Pela identificação do funk com Rio, Baile de Favela ainda hoje leva boa parte do público, e também dos jornalistas, a pensar que você, o autor e a música são cariocas. Mas os três são paulistas: você é de Guarulhos, MC João é paulistano da periferia da zona norte de São Paulo e a música fala de bailes funk da capital paulista.

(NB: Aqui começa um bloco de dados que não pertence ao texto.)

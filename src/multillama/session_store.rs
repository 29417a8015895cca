//! Named conversation sessions.
//!
//! Exactly one session is active at a time. The store also owns the shared role-label
//! library and the counter that hands out participant instance ordinals, so keys stay
//! unique across sessions and survive a save/load cycle.

use chrono::{DateTime, Utc};
use serde::{Deserialize, Serialize};
use uuid::Uuid;

use crate::client_wrapper::Role;
use crate::participant::{ModelRef, Participant, ParticipantKey};
use crate::roles::{normalize_role_label, preset_role_library, PRESET_ROLES};

/// Title of a session without any user message.
pub const DEFAULT_SESSION_TITLE: &str = "New chat";
const TITLE_MAX_CHARS: usize = 48;

#[derive(Clone, Debug, PartialEq, Eq, Serialize, Deserialize)]
pub struct ConversationSession {
    pub id: Uuid,
    pub title: String,
    pub created_at: DateTime<Utc>,
    pub updated_at: DateTime<Utc>,
    pub participants: Vec<Participant>,
}

impl ConversationSession {
    pub fn new() -> Self {
        let now = Utc::now();
        Self {
            id: Uuid::new_v4(),
            title: DEFAULT_SESSION_TITLE.to_string(),
            created_at: now,
            updated_at: now,
            participants: Vec::new(),
        }
    }

    /// Whether any participant holds a non-blank message.
    pub fn has_content(&self) -> bool {
        self.participants.iter().any(Participant::has_content)
    }

    pub fn participant(&self, key: &ParticipantKey) -> Option<&Participant> {
        self.participants.iter().find(|p| &p.key == key)
    }

    pub fn participant_mut(&mut self, key: &ParticipantKey) -> Option<&mut Participant> {
        self.participants.iter_mut().find(|p| &p.key == key)
    }

    pub fn keys(&self) -> Vec<ParticipantKey> {
        self.participants.iter().map(|p| p.key.clone()).collect()
    }

    /// Base model name, suffixed with ` #k` when several instances of that model share
    /// the session (`k` counts instances in session order, starting at 1).
    pub fn display_name(&self, key: &ParticipantKey) -> String {
        let siblings: Vec<&ParticipantKey> = self
            .participants
            .iter()
            .map(|p| &p.key)
            .filter(|k| k.model_name == key.model_name)
            .collect();
        if siblings.len() <= 1 {
            return key.model_name.clone();
        }
        match siblings.iter().position(|k| *k == key) {
            Some(ordinal) => format!("{} #{}", key.model_name, ordinal + 1),
            None => key.model_name.clone(),
        }
    }

    /// Recompute the title and bump `updated_at`. Called after every mutation.
    pub fn touch(&mut self) {
        self.title = derive_title(&self.participants);
        self.updated_at = Utc::now();
    }
}

impl Default for ConversationSession {
    fn default() -> Self {
        Self::new()
    }
}

/// Title derived from the first non-empty user message across participants.
///
/// ```rust
/// use multillama::client_wrapper::Message;
/// use multillama::participant::{ModelRef, Participant, ParticipantKey};
/// use multillama::session_store::derive_title;
///
/// let mut p = Participant::new(ParticipantKey::new(&ModelRef::new("h", "m"), 1));
/// assert_eq!(derive_title(std::slice::from_ref(&p)), "New chat");
/// p.messages.push(Message::user("  Plan the release\nwith details"));
/// assert_eq!(derive_title(&[p]), "Plan the release");
/// ```
pub fn derive_title(participants: &[Participant]) -> String {
    let first = participants.iter().find_map(|p| {
        p.messages
            .iter()
            .find(|m| m.role == Role::User && !m.content.trim().is_empty())
    });
    let Some(message) = first else {
        return DEFAULT_SESSION_TITLE.to_string();
    };
    let line = message
        .content
        .lines()
        .map(str::trim)
        .find(|l| !l.is_empty())
        .unwrap_or_default();
    if line.chars().count() <= TITLE_MAX_CHARS {
        return line.to_string();
    }
    let mut title: String = line.chars().take(TITLE_MAX_CHARS).collect();
    title = title.trim_end().to_string();
    title.push('…');
    title
}

/// The persisted chat-state record.
#[derive(Clone, Debug, Default, PartialEq, Eq, Serialize, Deserialize)]
#[serde(default)]
pub struct ChatState {
    pub sessions: Vec<ConversationSession>,
    pub active_session_id: Option<Uuid>,
    pub role_library: Vec<String>,
}

#[derive(Clone, Debug)]
pub struct SessionStore {
    sessions: Vec<ConversationSession>,
    active_id: Uuid,
    role_library: Vec<String>,
    next_instance: u32,
}

impl Default for SessionStore {
    fn default() -> Self {
        Self::new()
    }
}

impl SessionStore {
    /// A store holding one empty active session and the preset role library.
    pub fn new() -> Self {
        let session = ConversationSession::new();
        Self {
            active_id: session.id,
            sessions: vec![session],
            role_library: preset_role_library(),
            next_instance: 1,
        }
    }

    /// Restore a store from its persisted record.
    ///
    /// Trailing empty assistant messages (captured mid-stream) are dropped and loading
    /// flags reset. Falls back to the most recently updated session when the recorded
    /// active id is missing, and to a fresh session when there is none.
    pub fn from_chat_state(state: ChatState) -> Self {
        let mut sessions = state.sessions;
        for session in &mut sessions {
            for participant in &mut session.participants {
                participant.drop_trailing_empty_assistant();
                participant.loading = false;
            }
        }

        let next_instance = sessions
            .iter()
            .flat_map(|s| s.participants.iter())
            .map(|p| p.key.instance)
            .max()
            .unwrap_or(0)
            + 1;

        let mut role_library = preset_role_library();
        for label in state.role_library {
            let label = normalize_role_label(&label);
            if !role_library.contains(&label) {
                role_library.push(label);
            }
        }

        let active_id = state
            .active_session_id
            .filter(|id| sessions.iter().any(|s| s.id == *id))
            .or_else(|| {
                sessions
                    .iter()
                    .max_by_key(|s| s.updated_at)
                    .map(|s| s.id)
            });
        let active_id = match active_id {
            Some(id) => id,
            None => {
                let session = ConversationSession::new();
                let id = session.id;
                sessions.push(session);
                id
            }
        };

        Self {
            sessions,
            active_id,
            role_library,
            next_instance,
        }
    }

    /// Record to persist. Sessions without any non-empty message are left out.
    pub fn to_chat_state(&self) -> ChatState {
        let sessions: Vec<ConversationSession> = self
            .sessions
            .iter()
            .filter(|s| s.has_content())
            .cloned()
            .collect();
        let active_session_id = sessions
            .iter()
            .any(|s| s.id == self.active_id)
            .then_some(self.active_id);
        ChatState {
            sessions,
            active_session_id,
            role_library: self
                .role_library
                .iter()
                .filter(|label| !PRESET_ROLES.contains(&label.as_str()))
                .cloned()
                .collect(),
        }
    }

    pub fn active(&self) -> &ConversationSession {
        // `active_id` always names a stored session; every removal path re-points it.
        match self.sessions.iter().position(|s| s.id == self.active_id) {
            Some(index) => &self.sessions[index],
            None => &self.sessions[0],
        }
    }

    pub fn active_mut(&mut self) -> &mut ConversationSession {
        let index = self
            .sessions
            .iter()
            .position(|s| s.id == self.active_id)
            .unwrap_or(0);
        &mut self.sessions[index]
    }

    pub fn active_id(&self) -> Uuid {
        self.active_id
    }

    pub fn session(&self, id: Uuid) -> Option<&ConversationSession> {
        self.sessions.iter().find(|s| s.id == id)
    }

    /// All sessions, most recently updated first.
    pub fn sessions(&self) -> Vec<&ConversationSession> {
        let mut sessions: Vec<&ConversationSession> = self.sessions.iter().collect();
        sessions.sort_by(|a, b| b.updated_at.cmp(&a.updated_at));
        sessions
    }

    pub fn role_library(&self) -> &[String] {
        &self.role_library
    }

    /// Create and activate a new session. An empty active session is reused instead.
    pub fn new_session(&mut self) -> Uuid {
        if !self.active().has_content() && self.active().participants.is_empty() {
            return self.active_id;
        }
        let session = ConversationSession::new();
        let id = session.id;
        self.sessions.push(session);
        self.active_id = id;
        id
    }

    pub fn switch_session(&mut self, id: Uuid) -> bool {
        if self.session(id).is_none() {
            return false;
        }
        self.active_id = id;
        true
    }

    /// Delete a session. Deleting the active one activates the most recently updated
    /// remaining session, or a fresh one when none is left.
    pub fn delete_session(&mut self, id: Uuid) -> Option<ConversationSession> {
        let index = self.sessions.iter().position(|s| s.id == id)?;
        let removed = self.sessions.remove(index);
        if self.active_id == id {
            match self.sessions.iter().max_by_key(|s| s.updated_at) {
                Some(next) => self.active_id = next.id,
                None => {
                    let session = ConversationSession::new();
                    self.active_id = session.id;
                    self.sessions.push(session);
                }
            }
        }
        Some(removed)
    }

    fn allocate_key(&mut self, model: &ModelRef) -> ParticipantKey {
        let key = ParticipantKey::new(model, self.next_instance);
        self.next_instance += 1;
        key
    }

    /// Add a fresh instance of `model` to the active session. `None` when an instance of
    /// the model is already present and duplicates are not allowed.
    pub fn add_participant(&mut self, model: &ModelRef, allow_duplicates: bool) -> Option<ParticipantKey> {
        let present = self
            .active()
            .participants
            .iter()
            .any(|p| &p.key.model_ref() == model);
        if present && !allow_duplicates {
            return None;
        }
        let key = self.allocate_key(model);
        let session = self.active_mut();
        session.participants.push(Participant::new(key.clone()));
        session.touch();
        Some(key)
    }

    /// Add a copy of `source` (history and role) right after it in the active session.
    pub fn duplicate_participant(&mut self, source: &ParticipantKey) -> Option<ParticipantKey> {
        let original = self.active().participant(source)?.clone();
        let key = self.allocate_key(&source.model_ref());
        let session = self.active_mut();
        let index = session
            .participants
            .iter()
            .position(|p| &p.key == source)
            .map_or(session.participants.len(), |i| i + 1);
        session.participants.insert(
            index,
            Participant {
                key: key.clone(),
                role: original.role,
                messages: original.messages,
                loading: false,
            },
        );
        session.touch();
        Some(key)
    }

    /// Remove a participant from the active session.
    pub fn remove_participant(&mut self, key: &ParticipantKey) -> Option<Participant> {
        let session = self.active_mut();
        let index = session.participants.iter().position(|p| &p.key == key)?;
        let removed = session.participants.remove(index);
        session.touch();
        Some(removed)
    }

    /// Remove every participant served by `host_id` from every session. Returns the
    /// removed keys of the active session.
    pub fn remove_host_participants(&mut self, host_id: &str) -> Vec<ParticipantKey> {
        let active_id = self.active_id;
        let mut removed_from_active = Vec::new();
        for session in &mut self.sessions {
            let before = session.participants.len();
            if session.id == active_id {
                removed_from_active.extend(
                    session
                        .participants
                        .iter()
                        .filter(|p| p.key.host_id == host_id)
                        .map(|p| p.key.clone()),
                );
            }
            session.participants.retain(|p| p.key.host_id != host_id);
            if session.participants.len() != before {
                session.touch();
            }
        }
        removed_from_active
    }

    /// Assign a role to a participant of the active session. Custom labels join the
    /// shared library. Returns the normalized label.
    pub fn set_role(&mut self, key: &ParticipantKey, raw_label: &str) -> Option<String> {
        let label = normalize_role_label(raw_label);
        let session = self.active_mut();
        session.participant_mut(key)?.role = label.clone();
        session.touch();
        if !self.role_library.contains(&label) {
            self.role_library.push(label.clone());
        }
        Some(label)
    }
}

Isso. Nasci e fui criada na Vila Fátima, em Guarulhos, na região metropolitana de São Paulo. Tenho sete irmãos. Minha mãe, Rosa Santos, e minha família sempre batalharam muito. Comecei a treinar aos quatro anos, em um projeto social da prefeitura da minha cidade, no Ginásio Bonifácio Cardoso. Gostava de me pendurar em armários e no que fosse possível. Uma tia minha, funcionária desse ginásio, percebeu meus impulsos e levou-me para fazer o teste. Fui aprovada e o trabalho de convencer minha mãe a deixar-me treinar ficou com minha tia (risos). Felizmente deu certo – mas o início foi difícil. A gente tinha dificuldade considerável na questão financeira. Por muitas vezes, minha mãe arrumou caronas e outras formas de chegar ao trabalho para investir o único dinheiro que tinha, o de seu ônibus do dia, na minha condução e na dos meus irmãos de casa para o treino. Na maioria das vezes, ia com meu irmão Emerson. Quando ela podia, me levava. Recebi apoio de toda a minha família. Queriam que eu fosse feliz e, hoje, devo grande parte dessa felicidade a eles. Em 2010, fui treinar em Curitiba. Fiquei por lá um ano e pouco, e depois mudei-me para o Rio. Estou no Flamengo desde então.

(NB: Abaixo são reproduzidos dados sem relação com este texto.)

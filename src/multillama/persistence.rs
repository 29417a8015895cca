//! Loading and saving the settings and chat-state records.
//!
//! [`StateStore`] is the seam; [`JsonFileStore`] keeps each record as a JSON document
//! named after its versioned key inside one directory. Writes land in a `.tmp` sibling
//! first and are renamed into place so a crash never leaves a half-written record.

use std::error::Error;
use std::fmt;
use std::fs;
use std::io;
use std::path::{Path, PathBuf};

use crate::config::Settings;
use crate::session_store::ChatState;

/// Versioned key of the settings record.
pub const SETTINGS_KEY: &str = "multi_llama_settings_v1";
/// Versioned key of the chat-state record.
pub const CHAT_STATE_KEY: &str = "multi_llama_chat_state_v1";

#[derive(Debug)]
pub enum PersistenceError {
    Io { key: String, source: io::Error },
    Serde { key: String, source: serde_json::Error },
}

impl fmt::Display for PersistenceError {
    fn fmt(&self, f: &mut fmt::Formatter<'_>) -> fmt::Result {
        match self {
            PersistenceError::Io { key, source } => write!(f, "I/O error on {}: {}", key, source),
            PersistenceError::Serde { key, source } => {
                write!(f, "Malformed record {}: {}", key, source)
            }
        }
    }
}

impl Error for PersistenceError {
    fn source(&self) -> Option<&(dyn Error + 'static)> {
        match self {
            PersistenceError::Io { source, .. } => Some(source),
            PersistenceError::Serde { source, .. } => Some(source),
        }
    }
}

/// Storage backend for the two persisted records.
///
/// `load_*` return `Ok(None)` when nothing has been stored yet.
pub trait StateStore: Send + Sync {
    fn load_settings(&self) -> Result<Option<Settings>, PersistenceError>;
    fn save_settings(&self, settings: &Settings) -> Result<(), PersistenceError>;
    fn load_chat_state(&self) -> Result<Option<ChatState>, PersistenceError>;
    fn save_chat_state(&self, state: &ChatState) -> Result<(), PersistenceError>;
}

/// JSON documents in a directory.
#[derive(Clone, Debug)]
pub struct JsonFileStore {
    dir: PathBuf,
}

impl JsonFileStore {
    pub fn new(dir: impl Into<PathBuf>) -> Self {
        Self { dir: dir.into() }
    }

    pub fn dir(&self) -> &Path {
        &self.dir
    }

    fn path_for(&self, key: &str) -> PathBuf {
        self.dir.join(format!("{}.json", key))
    }

    fn read<T: serde::de::DeserializeOwned>(&self, key: &str) -> Result<Option<T>, PersistenceError> {
        let path = self.path_for(key);
        let bytes = match fs::read(&path) {
            Ok(bytes) => bytes,
            Err(err) if err.kind() == io::ErrorKind::NotFound => return Ok(None),
            Err(source) => {
                return Err(PersistenceError::Io {
                    key: key.to_string(),
                    source,
                })
            }
        };
        serde_json::from_slice(&bytes)
            .map(Some)
            .map_err(|source| PersistenceError::Serde {
                key: key.to_string(),
                source,
            })
    }

    fn write<T: serde::Serialize>(&self, key: &str, value: &T) -> Result<(), PersistenceError> {
        let io_err = |source: io::Error| PersistenceError::Io {
            key: key.to_string(),
            source,
        };
        let bytes = serde_json::to_vec_pretty(value).map_err(|source| PersistenceError::Serde {
            key: key.to_string(),
            source,
        })?;
        fs::create_dir_all(&self.dir).map_err(io_err)?;
        let path = self.path_for(key);
        let tmp = path.with_extension("json.tmp");
        fs::write(&tmp, &bytes).map_err(io_err)?;
        if fs::rename(&tmp, &path).is_err() {
            let _ = fs::remove_file(&path);
            fs::rename(&tmp, &path).map_err(io_err)?;
        }
        log::debug!("JsonFileStore: wrote {} ({} bytes)", path.display(), bytes.len());
        Ok(())
    }
}

impl StateStore for JsonFileStore {
    fn load_settings(&self) -> Result<Option<Settings>, PersistenceError> {
        Ok(self.read::<Settings>(SETTINGS_KEY)?.map(Settings::normalized))
    }

    fn save_settings(&self, settings: &Settings) -> Result<(), PersistenceError> {
        self.write(SETTINGS_KEY, settings)
    }

    fn load_chat_state(&self) -> Result<Option<ChatState>, PersistenceError> {
        self.read(CHAT_STATE_KEY)
    }

    fn save_chat_state(&self, state: &ChatState) -> Result<(), PersistenceError> {
        self.write(CHAT_STATE_KEY, state)
    }
}

#[cfg(test)]
mod tests {
    use super::*;

    #[test]
    fn test_missing_records_load_as_none() {
        let dir = tempfile::tempdir().unwrap();
        let store = JsonFileStore::new(dir.path());
        assert!(store.load_settings().unwrap().is_none());
        assert!(store.load_chat_state().unwrap().is_none());
    }

    #[test]
    fn test_settings_are_normalized_on_load() {
        let dir = tempfile::tempdir().unwrap();
        let store = JsonFileStore::new(dir.path().join("nested"));
        let mut settings = Settings::default();
        settings.hosts[0].url = "localhost:3000/".to_string();
        store.save_settings(&settings).unwrap();

        let loaded = store.load_settings().unwrap().unwrap();
        assert_eq!(loaded.hosts[0].url, "http://127.0.0.1:11434");
        assert!(dir.path().join("nested/multi_llama_settings_v1.json").exists());
        assert!(!dir.path().join("nested/multi_llama_settings_v1.json.tmp").exists());
    }

    #[test]
    fn test_malformed_record_is_reported() {
        let dir = tempfile::tempdir().unwrap();
        fs::write(dir.path().join("multi_llama_chat_state_v1.json"), b"{not json").unwrap();
        let store = JsonFileStore::new(dir.path());
        assert!(matches!(
            store.load_chat_state(),
            Err(PersistenceError::Serde { .. })
        ));
    }
}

Qual é o seu aparelho de exercício preferido na ginástica artística?

O que me dá mais prazer individual são as barras paralelas. É meu xodó. Amo. Se pudesse, trabalharia com ele a vida inteira. Mas o que imagino fazer melhor é o de salto. Ganhei o ouro olímpico com ele, né?


O que você curte fazer nos momentos de lazer?

Ir à praia, amo cinema e curto muito cantar, dançar e tocar meu teclado. Canto de tudo: sertanejo, pagode, samba, MPB, música entrangeira… Fico muito feliz também nos momentos em que estou calma no meu canto com o Luiz Ramos, meu namorado. Ele também é atleta, fisiculturista, puxa uns ferros danados. A gente se ajuda e troca incentivos.


Bons incentivos – e treinamentos melhores ainda – neste novo ciclo olímpico.

Obrigado. A equipe e eu vamos precisar muito de tudo isso até Paris 2024.